CBC's extensive news coverage of the Ebola crisis has won an International Emmy Award.

The award-winning team consisted of senior correspondent Adrienne Arsenault, producer Stephanie Jenzer, and videographer Jean-François Bisson.

CBC News sent a team to Monrovia, Liberia, in October 2014, to capture stories in the African country worst hit by the disease. More than 11,280 people have been reported to have died worldwide from Ebola, according to data released by the World Health Organization this September.

The CBC's coverage highlighted the economic and political fallout, including an exclusive interview with Liberian President Ellen Johnson Sirleaf – and offered an intimate portrait of an eight-year-old girl orphaned by the outbreak.

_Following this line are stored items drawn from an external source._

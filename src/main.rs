//! A to-do list backend.

use todo_api::infra::{config, logging};
use tokio::net::TcpListener;

#[tokio::main]
async fn main() -> color_eyre::Result<()> {
    color_eyre::install()?;
    dotenvy::dotenv().ok();
    let config = config::load_config()?;
    let _guard = logging::init_logging(&config.logging);

    let listener = TcpListener::bind(format!(
        "{}:{}",
        config.server.http_address, config.server.http_port
    ))
    .await?;
    todo_api::app::run_app(listener, config).await?;

    Ok(())
}
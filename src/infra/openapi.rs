//! OpenAPI configuration.

use crate::feature::item::{item_api, item_service};

/// OpenApi configuration.
#[derive(utoipa::OpenApi)]
#[openapi(
    info(description = "A to-do list backend"),
    paths(
        item_api::list_items,
        item_api::get_item,
        item_api::create_item,
        item_api::update_item,
        item_api::delete_item,
    ),
    components(
        schemas(
            item_service::ItemView,
            item_service::ItemPage,
            crate::infra::error::ErrorBody
        )
    )
)]
#[derive(Clone, Copy, Debug)]
pub struct ApiDoc;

Arsenault told CBC.ca it was an assignment that has stayed with them, given the suffering they saw and also because of the need to follow safety precautions and keep a physical distance from those they came in contact with.

"I think to this day we are so struck by what they went through - not just physically, but politically and emotionally," she said.

Arsenault said from the ceremony in New York that it was a bit surreal to be honoured for a story of such tragedy, but that the courage of the Liberian people was inspiring.

"They have been through more than we can fathom, and we owe them huge respect," she said.

Watch part of the award-winning coverage here:

In addition to the International Emmys, awards for American news and documentary coverage were awarded Monday night at the ceremony.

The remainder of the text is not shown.